June 8, 2011
‘Smart Bombs’ Target Kidney Cancer
(Ivanhoe Newswire) -- About 50,000 Americans are diagnosed with kidney cancer every year, but a new form of radioimmuntherapy may decrease this number significantly.
Radioimmunotherapy zeroes in on antigens associated with kidney cancer cells. Patients with progressive kidney cancer receiving as much as three times the dosage show dramatic slowing of cancer growth and stabilization of their disease."This study is another step forward in developing a cancer therapy that has the potential to provide additional treatment options for patients with renal cell carcinoma," Wim Oyen, MD, professor and chairman of the department of nuclear medicine at Radboud University Nijmegen Medical Centre, Nijmegen, The Netherlands, was quoted as saying.
"In many cases we were able to stop the disease from progressing and hopefully prolong patient survival without compromising their quality of life with serious adverse effects."
Radioimmunotherapy is a treatment for cancer made up of medical radionuclides bound with antibodies that recognize physiological changes involved in the disease process. This specific therapy, called Lu-177-cG250, targets kidney tumors with the monoclonal antibody cG250, which recognizes carbonic anhydrase IX"”an antigen associated with renal cell carcinoma. Once inside the body the treatment targets cancerous tissues expressing this antigen, and the radionuclide kills those cells, sparing surrounding healthy tissues.
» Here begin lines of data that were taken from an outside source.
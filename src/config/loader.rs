//! Configuration Loader
//!
//! Loads and validates configuration from TOML files matching
//! config/alpha-watch.toml. Every section is optional; missing keys fall back
//! to the defaults the public dashboard runs with.

use serde::Deserialize;
use std::path::{Path, PathBuf};
use std::time::Duration;
use thiserror::Error;

use crate::adapters::alpha::AlphaEndpoints;
use crate::adapters::http::{HttpConfig, DEFAULT_USER_AGENT};
use crate::domain::chain::ChainMatcher;
use crate::domain::ranking::{FilterPolicy, RankOrder};
use crate::domain::snapshot::DEFAULT_SNAPSHOT_FILE;
use crate::ports::models::KlineInterval;

/// Environment variable overriding `[output] dir`
pub const OUTPUT_DIR_ENV: &str = "ALPHA_WATCH_OUTPUT_DIR";

/// Maximum candles the klines endpoint returns in one call
pub const MAX_HISTORY_LIMIT: u32 = 1500;

/// Main configuration structure matching alpha-watch.toml
#[derive(Debug, Clone, Default, Deserialize)]
#[serde(default)]
pub struct Config {
    pub api: ApiSection,
    pub universe: UniverseSection,
    pub enrich: EnrichSection,
    pub filters: FiltersSection,
    pub ranking: RankingSection,
    pub output: OutputSection,
    pub logging: LoggingSection,
}

/// Alpha API configuration section
#[derive(Debug, Clone, Deserialize)]
#[serde(default)]
pub struct ApiSection {
    pub token_list_url: String,
    pub exchange_info_url: String,
    pub ticker_url: String,
    pub klines_url: String,
    /// User-Agent header sent with every request
    pub user_agent: String,
    /// Request timeout in seconds
    pub timeout_secs: u64,
}

impl Default for ApiSection {
    fn default() -> Self {
        let endpoints = AlphaEndpoints::default();
        Self {
            token_list_url: endpoints.token_list_url,
            exchange_info_url: endpoints.exchange_info_url,
            ticker_url: endpoints.ticker_url,
            klines_url: endpoints.klines_url,
            user_agent: DEFAULT_USER_AGENT.to_string(),
            timeout_secs: 30,
        }
    }
}

impl ApiSection {
    pub fn endpoints(&self) -> AlphaEndpoints {
        AlphaEndpoints {
            token_list_url: self.token_list_url.clone(),
            exchange_info_url: self.exchange_info_url.clone(),
            ticker_url: self.ticker_url.clone(),
            klines_url: self.klines_url.clone(),
        }
    }

    pub fn http_config(&self) -> HttpConfig {
        HttpConfig {
            user_agent: self.user_agent.clone(),
            timeout: Duration::from_secs(self.timeout_secs),
        }
    }
}

/// Pair universe configuration section
#[derive(Debug, Clone, Deserialize)]
#[serde(default)]
pub struct UniverseSection {
    /// Quote asset pairs must be priced in
    pub quote_asset: String,
}

impl Default for UniverseSection {
    fn default() -> Self {
        Self {
            quote_asset: "USDT".to_string(),
        }
    }
}

/// Where the OHLC window for volatility comes from
#[derive(Debug, Clone, Copy, Default, PartialEq, Eq, Deserialize)]
#[serde(rename_all = "snake_case")]
pub enum PriceSource {
    /// 24h ticker open/high/low/last
    #[default]
    Ticker,
    /// Most recent short-interval candle
    ShortCandle,
}

/// Enrichment configuration section
#[derive(Debug, Clone, Deserialize)]
#[serde(default)]
pub struct EnrichSection {
    pub price_source: PriceSource,
    /// Candle interval used with `price_source = "short_candle"`
    pub short_interval: KlineInterval,
    /// Fetch daily history to estimate listing age
    pub history_enabled: bool,
    /// Daily candles requested for listing age (1..=1500)
    pub history_limit: u32,
    /// Listings at most this many days old count as recent
    pub recent_listing_days: i64,
    /// Pairs enriched concurrently (1 = sequential)
    pub concurrency: usize,
}

impl Default for EnrichSection {
    fn default() -> Self {
        Self {
            price_source: PriceSource::Ticker,
            short_interval: KlineInterval::FiveMinutes,
            history_enabled: true,
            history_limit: MAX_HISTORY_LIMIT,
            recent_listing_days: 30,
            concurrency: 1,
        }
    }
}

/// Row filter configuration section
#[derive(Debug, Clone, Deserialize)]
#[serde(default)]
pub struct FiltersSection {
    pub volume_gate_enabled: bool,
    /// Minimum 24h quote volume (exclusive)
    pub min_quote_volume: f64,
    /// Keep only pairs on the target chain
    pub chain_filter_enabled: bool,
    /// Target chain aliases, also used for the recent-listing flag
    pub target_chain: ChainMatcher,
}

impl Default for FiltersSection {
    fn default() -> Self {
        Self {
            volume_gate_enabled: true,
            min_quote_volume: 50_000_000.0,
            chain_filter_enabled: false,
            target_chain: ChainMatcher::bsc(),
        }
    }
}

impl FiltersSection {
    pub fn policy(&self) -> FilterPolicy {
        FilterPolicy {
            volume_gate: self.volume_gate_enabled.then_some(self.min_quote_volume),
            chain: self.chain_filter_enabled.then(|| self.target_chain.clone()),
        }
    }
}

/// Ranking configuration section
#[derive(Debug, Clone, Deserialize)]
#[serde(default)]
pub struct RankingSection {
    /// "ascending" (calmest first) or "descending"
    pub order: RankOrder,
    /// Size of the precomputed top subset
    pub top_n: usize,
}

impl Default for RankingSection {
    fn default() -> Self {
        Self {
            order: RankOrder::LowestVolatility,
            top_n: 10,
        }
    }
}

/// Snapshot output configuration section
#[derive(Debug, Clone, Deserialize)]
#[serde(default)]
pub struct OutputSection {
    /// Directory the snapshot is written to (`~` is expanded)
    pub dir: String,
    pub file_name: String,
}

impl Default for OutputSection {
    fn default() -> Self {
        Self {
            dir: "docs".to_string(),
            file_name: DEFAULT_SNAPSHOT_FILE.to_string(),
        }
    }
}

impl OutputSection {
    /// Get output directory with environment variable override
    /// Checks ALPHA_WATCH_OUTPUT_DIR first, falls back to config value
    pub fn get_dir(&self) -> String {
        std::env::var(OUTPUT_DIR_ENV)
            .ok()
            .filter(|d| !d.trim().is_empty())
            .unwrap_or_else(|| self.dir.clone())
    }

    /// Full snapshot path after overrides and `~` expansion
    pub fn snapshot_path(&self) -> PathBuf {
        let dir = shellexpand::tilde(&self.get_dir()).to_string();
        Path::new(&dir).join(&self.file_name)
    }
}

/// Logging configuration section
#[derive(Debug, Clone, Deserialize)]
#[serde(default)]
pub struct LoggingSection {
    /// Log level: "trace", "debug", "info", "warn", "error"
    pub level: String,
}

impl Default for LoggingSection {
    fn default() -> Self {
        Self {
            level: "info".to_string(),
        }
    }
}

/// Configuration errors
#[derive(Debug, Error)]
pub enum ConfigError {
    #[error("Failed to read config file: {0}")]
    IoError(#[from] std::io::Error),
    #[error("Failed to parse TOML: {0}")]
    ParseError(#[from] toml::de::Error),
    #[error("Validation failed: {0}")]
    ValidationError(String),
}

/// Load configuration from a TOML file
pub fn load_config<P: AsRef<Path>>(path: P) -> Result<Config, ConfigError> {
    let content = std::fs::read_to_string(path)?;
    parse_config(&content)
}

/// Load configuration, falling back to defaults when the file does not exist
pub fn load_config_or_default<P: AsRef<Path>>(path: P) -> Result<Config, ConfigError> {
    let path = path.as_ref();
    if !path.exists() {
        tracing::debug!("No config at {}, using defaults", path.display());
        let config = Config::default();
        config.validate()?;
        return Ok(config);
    }
    load_config(path)
}

/// Parse and validate configuration from TOML text
pub fn parse_config(content: &str) -> Result<Config, ConfigError> {
    let config: Config = toml::from_str(content)?;
    config.validate()?;
    Ok(config)
}

impl Config {
    /// Validate all configuration parameters
    pub fn validate(&self) -> Result<(), ConfigError> {
        // Validate API section
        for (name, url) in [
            ("token_list_url", &self.api.token_list_url),
            ("exchange_info_url", &self.api.exchange_info_url),
            ("ticker_url", &self.api.ticker_url),
            ("klines_url", &self.api.klines_url),
        ] {
            if url.is_empty() {
                return Err(ConfigError::ValidationError(format!(
                    "{} cannot be empty",
                    name
                )));
            }
        }

        if self.api.timeout_secs == 0 {
            return Err(ConfigError::ValidationError(
                "timeout_secs must be > 0".to_string(),
            ));
        }

        if self.universe.quote_asset.trim().is_empty() {
            return Err(ConfigError::ValidationError(
                "quote_asset cannot be empty".to_string(),
            ));
        }

        // Validate enrichment
        if self.enrich.history_limit == 0 || self.enrich.history_limit > MAX_HISTORY_LIMIT {
            return Err(ConfigError::ValidationError(format!(
                "history_limit must be 1-{}, got {}",
                MAX_HISTORY_LIMIT, self.enrich.history_limit
            )));
        }

        if self.enrich.recent_listing_days < 0 {
            return Err(ConfigError::ValidationError(format!(
                "recent_listing_days must be >= 0, got {}",
                self.enrich.recent_listing_days
            )));
        }

        if self.enrich.concurrency == 0 {
            return Err(ConfigError::ValidationError(
                "concurrency must be > 0".to_string(),
            ));
        }

        // Validate filters
        if !self.filters.min_quote_volume.is_finite() || self.filters.min_quote_volume < 0.0 {
            return Err(ConfigError::ValidationError(format!(
                "min_quote_volume must be >= 0, got {}",
                self.filters.min_quote_volume
            )));
        }

        let chain = &self.filters.target_chain;
        if chain.aliases.iter().all(|a| a.is_empty()) && chain.chain_ids.iter().all(|c| c.is_empty()) {
            return Err(ConfigError::ValidationError(
                "target_chain needs at least one alias or chain id".to_string(),
            ));
        }

        // Validate ranking and output
        if self.ranking.top_n == 0 {
            return Err(ConfigError::ValidationError(
                "top_n must be > 0".to_string(),
            ));
        }

        if self.output.file_name.trim().is_empty() {
            return Err(ConfigError::ValidationError(
                "file_name cannot be empty".to_string(),
            ));
        }

        Ok(())
    }
}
Researchers looked at 20 patients with progressive, metastasized renal cell carcinoma received a maximum of three doses of Lu-177-cG250 and were evaluated for toxicity and therapeutic efficacy in three-month increments. A majority of patients, 14 out of 20, were able to reach stabilization of their cancer 12 weeks after treatment. Tumor growth averages dropped from 28.5 percent increase in size before treatment to 4.1 percent during the three months after their first treatment cycle. This study shows that Lu-177-cG250 is highly effective for targeting tumor lesions and for reducing cancer proliferation in patients with progressive kidney cancer.